A pensive portrait of rural anomie.
Kurniawan, the first Indonesian writer to be longlisted for the International Booker Prize, is a deeply learned student of his nation’s troubled recent past, when the army, declaring martial law, executed as many as a million Communists. This morality tale is set years later, the government now busy battling Islamists. All this is of little interest to young Sato Reang, who, having reached school age, has just been circumcised in the expectation that he will now become a Muslim “pious child,” meaning he’ll have to pray five times daily, fast during Ramadan, and fear God. “Why couldn’t kids just laze around? Go running in dried-out ditches chasing lizards? In my heart, I vowed to disobey.” So resolves Sato Reang, and he does, defying a father, a strict observer, who goes so far as to take a machete to Sato Reang’s beloved soccer ball, seeing it as an unholy distraction. “We’re lucky that God didn’t ask humankind to pray a thousand times a day,” grumbles the kid, who grows into adolescence with his father visiting fresh punishments on him—burning a stuffed monkey he’d won for his sister at a forbidden fair, for one.

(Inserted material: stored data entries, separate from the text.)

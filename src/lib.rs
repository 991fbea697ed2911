// labwatch - FHIR bulk-export lab report generator
// Copyright (c) 2025 Labwatch Contributors
// Licensed under the MIT License

//! # labwatch - FHIR bulk-export lab report generator
//!
//! labwatch starts a FHIR Bulk Data export for a patient group, waits for the
//! export job to finish, streams the exported NDJSON files and mails a plain
//! text report that splits lab results into abnormal and normal sections based
//! on each result's reference range.
//!
//! ## Overview
//!
//! This library provides the core functionality for:
//! - **Exporting** `Group/{id}/$export` jobs and polling them to completion
//! - **Correlating** exported measurements with their subjects
//! - **Evaluating** each numeric result against its reference range
//! - **Reporting** the results by mail on a daily schedule
//!
//! ## Architecture
//!
//! labwatch follows a layered architecture:
//!
//! - [`cli`] - Command-line interface and argument parsing
//! - [`core`] - Business logic (evaluation, report assembly, scheduling)
//! - [`adapters`] - External integrations (FHIR server, token endpoint, SMTP)
//! - [`domain`] - Core domain types and models
//! - [`config`] - Configuration management
//! - [`logging`] - Structured logging
//!
//! ## Quick Start
//!
//! ```rust,no_run
//! use labwatch::config::load_config;
//! use labwatch::core::report::ReportCoordinator;
//!
//! #[tokio::main]
//! async fn main() -> Result<(), Box<dyn std::error::Error>> {
//!     let config = load_config("labwatch.toml")?;
//!     let (_shutdown_tx, shutdown_rx) = tokio::sync::watch::channel(false);
//!
//!     let coordinator = ReportCoordinator::new(config, shutdown_rx)?;
//!     let summary = coordinator.run().await?;
//!
//!     println!("{} abnormal, {} normal", summary.counts.abnormal, summary.counts.normal);
//!     Ok(())
//! }
//! ```
//!
//! ## Reference Range Evaluation
//!
//! ```rust
//! use labwatch::core::evaluate::classify;
//! use labwatch::domain::{ClassificationReason, MeasurementRecord};
//! use serde_json::json;
//!
//! let record = MeasurementRecord::from_resource(&json!({
//!     "resourceType": "Observation",
//!     "valueQuantity": { "value": 15.0 },
//!     "referenceRange": [{ "low": { "value": 3.9 }, "high": { "value": 6.1 } }]
//! }));
//! let classification = classify(&record);
//! assert_eq!(classification.is_normal, Some(false));
//! assert_eq!(classification.reason, ClassificationReason::OutsideRange);
//! ```
//!
//! ## Error Handling
//!
//! labwatch uses the [`domain::ReportError`] type for all errors that abort a
//! run. A failed download only marks its manifest entry as failed.
//!
//! ## Logging
//!
//! labwatch uses structured logging with the `tracing` crate:
//!
//! ```rust,no_run
//! use tracing::{info, warn};
//!
//! info!(group_id = "lab-cohort", "Starting report run");
//! warn!(url = "https://fhir.example.com/out/1.ndjson", "Manifest entry failed");
//! ```

pub mod adapters;
pub mod cli;
pub mod config;
pub mod core;
pub mod domain;
pub mod logging;
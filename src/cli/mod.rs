//! CLI interface and argument parsing
//!
//! This module provides the command-line interface for labwatch using clap.

pub mod commands;

use clap::{Parser, Subcommand};

/// labwatch - FHIR bulk-export lab report generator
#[derive(Parser, Debug)]
#[command(name = "labwatch")]
#[command(version, about, long_about = None)]
#[command(author = "Labwatch Contributors")]
pub struct Cli {
    /// Path to configuration file
    #[arg(short, long, default_value = "labwatch.toml", env = "LABWATCH_CONFIG")]
    pub config: String,

    /// Log level (trace, debug, info, warn, error)
    #[arg(short, long, env = "LABWATCH_LOG_LEVEL")]
    pub log_level: Option<String>,

    /// Subcommand to execute
    #[command(subcommand)]
    pub command: Commands,
}

/// Available commands
#[derive(Subcommand, Debug)]
pub enum Commands {
    /// Run one export and deliver the lab report
    Run(commands::run::RunArgs),

    /// Run the report on the configured daily schedule until stopped
    Schedule(commands::schedule::ScheduleArgs),

    /// Validate configuration file
    ValidateConfig(commands::validate::ValidateArgs),

    /// Initialize a new configuration file
    Init(commands::init::InitArgs),
}
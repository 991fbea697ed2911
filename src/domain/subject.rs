//! Subjects (patients) and the lookup index built from the subject export pass

use serde_json::Value;
use std::collections::HashMap;

/// An exported subject resource with the fields the report needs
#[derive(Debug, Clone, PartialEq)]
pub struct Subject {
    /// Resource id, shown as the MRN in the report
    pub id: String,

    /// `name[0].text`
    pub display_name: Option<String>,

    /// The raw resource as exported
    pub resource: Value,
}

impl Subject {
    /// Builds a subject from a raw resource; `None` when the resource has no id
    pub fn from_resource(resource: Value) -> Option<Self> {
        let id = match resource.get("id") {
            Some(Value::String(id)) if !id.is_empty() => id.clone(),
            Some(Value::Number(id)) => id.to_string(),
            _ => return None,
        };
        let display_name = resource
            .pointer("/name/0/text")
            .and_then(Value::as_str)
            .map(str::to_string);

        Some(Self {
            id,
            display_name,
            resource,
        })
    }
}

/// Lookup table from reference key (`<SubjectType>/<id>`) to subject
///
/// Filled during the subject pass and only read during the measurement pass.
/// A repeated id replaces the earlier entry.
///
/// # Examples
///
/// ```
/// use labwatch::domain::SubjectIndex;
/// use serde_json::json;
///
/// let mut index = SubjectIndex::new("Patient");
/// index.insert(json!({"id": "1", "name": [{"text": "Jane Doe"}]}));
///
/// let subject = index.get("Patient/1").unwrap();
/// assert_eq!(subject.display_name.as_deref(), Some("Jane Doe"));
/// ```
#[derive(Debug, Clone)]
pub struct SubjectIndex {
    subject_type: String,
    subjects: HashMap<String, Subject>,
}

impl SubjectIndex {
    pub fn new(subject_type: impl Into<String>) -> Self {
        Self {
            subject_type: subject_type.into(),
            subjects: HashMap::new(),
        }
    }

    /// Indexes a raw subject resource
    ///
    /// Returns the reference key, or `None` if the resource had no id and was
    /// not indexed.
    pub fn insert(&mut self, resource: Value) -> Option<String> {
        let subject = Subject::from_resource(resource)?;
        let key = self.reference_key(&subject.id);
        self.subjects.insert(key.clone(), subject);
        Some(key)
    }

    /// Resolves a reference such as `Patient/123`
    pub fn get(&self, reference: &str) -> Option<&Subject> {
        self.subjects.get(reference)
    }

    pub fn reference_key(&self, id: &str) -> String {
        format!("{}/{}", self.subject_type, id)
    }

    pub fn len(&self) -> usize {
        self.subjects.len()
    }

    pub fn is_empty(&self) -> bool {
        self.subjects.is_empty()
    }
}
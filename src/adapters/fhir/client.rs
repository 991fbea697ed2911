//! Shared HTTP plumbing for the FHIR server

use super::stream::LineLimits;
use crate::adapters::auth::AccessToken;
use crate::config::FhirConfig;
use crate::domain::{ReportError, Result};
use reqwest::{Client, ClientBuilder, RequestBuilder};
use std::time::Duration;

pub const FHIR_JSON: &str = "application/fhir+json";

/// HTTP client bound to one FHIR base URL
///
/// No client-wide timeout is set: download streams may legitimately run for a
/// long time, so bounded requests set their own timeout and streams rely on the
/// idle timeout.
#[derive(Debug, Clone)]
pub struct FhirClient {
    base_url: String,
    http: Client,
    request_timeout: Duration,
    idle_timeout: Duration,
    max_line_bytes: usize,
}

impl FhirClient {
    /// Builds the client from configuration
    ///
    /// # Errors
    ///
    /// Returns a configuration error if the HTTP client cannot be built
    pub fn new(config: &FhirConfig) -> Result<Self> {
        Ok(Self::with_client(build_http_client(config)?, config))
    }

    /// Wraps an existing `reqwest::Client`
    pub fn with_client(http: Client, config: &FhirConfig) -> Self {
        Self {
            base_url: config.base_url.trim_end_matches('/').to_string(),
            http,
            request_timeout: Duration::from_secs(config.timeout_seconds),
            idle_timeout: Duration::from_secs(config.stream_idle_timeout_seconds),
            max_line_bytes: config.max_line_bytes,
        }
    }

    pub fn base_url(&self) -> &str {
        &self.base_url
    }

    pub fn http(&self) -> &Client {
        &self.http
    }

    pub fn request_timeout(&self) -> Duration {
        self.request_timeout
    }

    pub fn idle_timeout(&self) -> Duration {
        self.idle_timeout
    }

    /// Read bounds for NDJSON downloads
    pub fn line_limits(&self) -> LineLimits {
        LineLimits {
            idle_timeout: self.idle_timeout,
            max_line_bytes: self.max_line_bytes,
        }
    }

    /// GET with bearer auth and the per-request timeout
    pub fn get(&self, url: &str, token: &AccessToken) -> RequestBuilder {
        self.http
            .get(url)
            .header(reqwest::header::AUTHORIZATION, token.bearer())
            .timeout(self.request_timeout)
    }

    /// GET with bearer auth and no total timeout, for NDJSON downloads
    pub fn stream_get(&self, url: &str, token: &AccessToken) -> RequestBuilder {
        self.http
            .get(url)
            .header(reqwest::header::AUTHORIZATION, token.bearer())
    }
}

/// Builds the shared `reqwest::Client` (connect timeout and TLS settings)
pub fn build_http_client(config: &FhirConfig) -> Result<Client> {
    let mut builder = ClientBuilder::new()
        .connect_timeout(Duration::from_secs(30))
        .user_agent(concat!("labwatch/", env!("CARGO_PKG_VERSION")));

    if !config.tls_verify {
        tracing::warn!("TLS certificate verification is disabled for the FHIR client");
        builder = builder.danger_accept_invalid_certs(true);
    }

    builder
        .build()
        .map_err(|e| ReportError::Configuration(format!("Failed to build HTTP client: {e}")))
}

#[cfg(test)]
mod tests {
    use super::*;

    #[test]
    fn test_base_url_trailing_slash_trimmed() {
        let config = FhirConfig {
            base_url: "https://fhir.example.com/R4/".to_string(),
            group_id: "g".to_string(),
            ..Default::default()
        };
        let client = FhirClient::new(&config).unwrap();
        assert_eq!(client.base_url(), "https://fhir.example.com/R4");
        assert_eq!(client.request_timeout(), Duration::from_secs(60));
        assert_eq!(client.idle_timeout(), Duration::from_secs(300));
        assert_eq!(client.line_limits().max_line_bytes, 16 * 1024 * 1024);
    }

    #[test]
    fn test_request_carries_bearer() {
        let client = FhirClient::new(&FhirConfig::default()).unwrap();
        let request = client
            .get("http://localhost/status", &AccessToken::new("tok"))
            .build()
            .unwrap();
        assert_eq!(
            request.headers().get(reqwest::header::AUTHORIZATION).unwrap(),
            "Bearer tok"
        );
        assert_eq!(request.timeout(), Some(&Duration::from_secs(60)));
    }
}
//! Logging and observability
//!
//! This module provides structured logging with support for:
//! - Configurable log levels (overridable through `RUST_LOG`)
//! - Console output
//! - Local JSON file logging with rotation
//!
//! # Example
//!
//! ```no_run
//! use labwatch::logging::init_logging;
//! use labwatch::config::LoggingConfig;
//!
//! let config = LoggingConfig::default();
//! let _guard = init_logging("info", &config).expect("Failed to initialize logging");
//!
//! tracing::info!("Application started");
//! ```

pub mod structured;

// Re-export commonly used items
pub use structured::{init_logging, parse_log_level, LoggingGuard};

/// Log the start of a report run
///
/// # Example
///
/// ```no_run
/// use labwatch::log_run_start;
///
/// log_run_start!("group-1", "smtp");
/// ```
#[macro_export]
macro_rules! log_run_start {
    ($group_id:expr, $notifier:expr) => {
        tracing::info!(
            group_id = %$group_id,
            notifier = %$notifier,
            "Starting report run"
        )
    };
}

/// Log one export status check
///
/// # Example
///
/// ```no_run
/// use labwatch::log_poll_attempt;
///
/// let progress: Option<String> = Some("42%".to_string());
/// log_poll_attempt!("https://fhir.example.com/status/1", 202u16, progress);
/// ```
#[macro_export]
macro_rules! log_poll_attempt {
    ($location:expr, $status:expr, $progress:expr) => {
        tracing::info!(
            location = %$location,
            status = $status,
            progress = ?$progress,
            "Export status checked"
        )
    };
}

/// Log a manifest entry that stopped streaming early
///
/// # Example
///
/// ```no_run
/// use labwatch::log_entry_failure;
///
/// log_entry_failure!("https://fhir.example.com/out/1.ndjson", "Observation", "status 500", 12u64);
/// ```
#[macro_export]
macro_rules! log_entry_failure {
    ($url:expr, $record_type:expr, $error:expr, $records:expr) => {
        tracing::warn!(
            url = %$url,
            record_type = %$record_type,
            error = %$error,
            records_before_failure = $records,
            "Manifest entry failed, treating as drained"
        )
    };
}

/// Log an error with context
///
/// # Example
///
/// ```no_run
/// use labwatch::log_error_with_context;
/// use labwatch::domain::ReportError;
///
/// let error = ReportError::Configuration("Invalid config".to_string());
/// log_error_with_context!(&error, "Failed to load configuration");
/// ```
#[macro_export]
macro_rules! log_error_with_context {
    ($error:expr, $context:expr) => {
        tracing::error!(
            error = %$error,
            context = $context,
            "Error occurred"
        )
    };
}
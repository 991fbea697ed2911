//! Run summary and reporting
//!
//! This module defines the structure returned by one report run.

use super::builder::ReportCounts;
use crate::adapters::fhir::CorrelationSummary;
use chrono::{DateTime, Utc};
use std::time::Duration;

/// Summary of one report run
#[derive(Debug, Clone)]
pub struct RunSummary {
    /// When the run started
    pub started_at: DateTime<Utc>,

    /// Wall-clock duration of the run
    pub duration: Duration,

    /// Number of output files listed in the manifest
    pub manifest_outputs: usize,

    /// Number of OperationOutcome files listed in the manifest
    pub manifest_errors: usize,

    /// Subjects held in the index after the first pass
    pub subjects_indexed: usize,

    /// Subject records without an id
    pub subjects_skipped: u64,

    /// Outcome of the subject pass
    pub subject_stream: CorrelationSummary,

    /// Outcome of the measurement pass
    pub measurement_stream: CorrelationSummary,

    /// How measurements were dispositioned
    pub counts: ReportCounts,

    /// Report body as handed to the notifier
    pub report_text: String,

    /// Whether the notifier acknowledged the report
    pub delivered: bool,

    /// Notifier acknowledgment or failure message
    pub delivery_detail: Option<String>,
}

impl RunSummary {
    /// Number of manifest entries that failed while streaming
    pub fn entry_failures(&self) -> usize {
        self.subject_stream.failed_entries().count()
            + self.measurement_stream.failed_entries().count()
    }

    /// Check if every manifest entry streamed to completion
    pub fn is_successful(&self) -> bool {
        self.entry_failures() == 0
    }

    /// Log the summary
    pub fn log_summary(&self) {
        tracing::info!(
            duration_secs = self.duration.as_secs(),
            manifest_outputs = self.manifest_outputs,
            subjects = self.subjects_indexed,
            measurements = self.measurement_stream.records(),
            abnormal = self.counts.abnormal,
            normal = self.counts.normal,
            undetermined = self.counts.undetermined,
            unresolved_subject = self.counts.unresolved_subject,
            missing_subject_reference = self.counts.missing_subject_reference,
            delivered = self.delivered,
            "Report run completed"
        );

        if !self.is_successful() {
            tracing::warn!(
                failed_entries = self.entry_failures(),
                "Report run completed with failed manifest entries"
            );
            for entry in self
                .subject_stream
                .failed_entries()
                .chain(self.measurement_stream.failed_entries())
            {
                tracing::warn!(
                    record_type = %entry.record_type,
                    url = %entry.url,
                    records_before_failure = entry.records,
                    error = ?entry.error,
                    "Failed manifest entry"
                );
            }
        }
    }
}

His father dies “with worms and maggots keeping him company,” at which point, taking a lesson from that incineration, Sato Reang has been committing acts of arson, peeing on going-to-market produce, drinking beer, and watching porn. “I loved fire,” Sato Reang exults. “I’d even heard that in hell God had entrusted fire with the task of burning off sins.” He’s not quite Meursault, but Sato Reang is definitely a bad influence, which plays out when, disastrously, he lures a truly pious child astray. Kurniawan’s story, novella more than novel, seems sure to offend fundamentalist sensibilities, and has plenty of unsettling moments for the secular reader, too.
A memorable look into a delinquent mind, one with little hope for any future other than hell.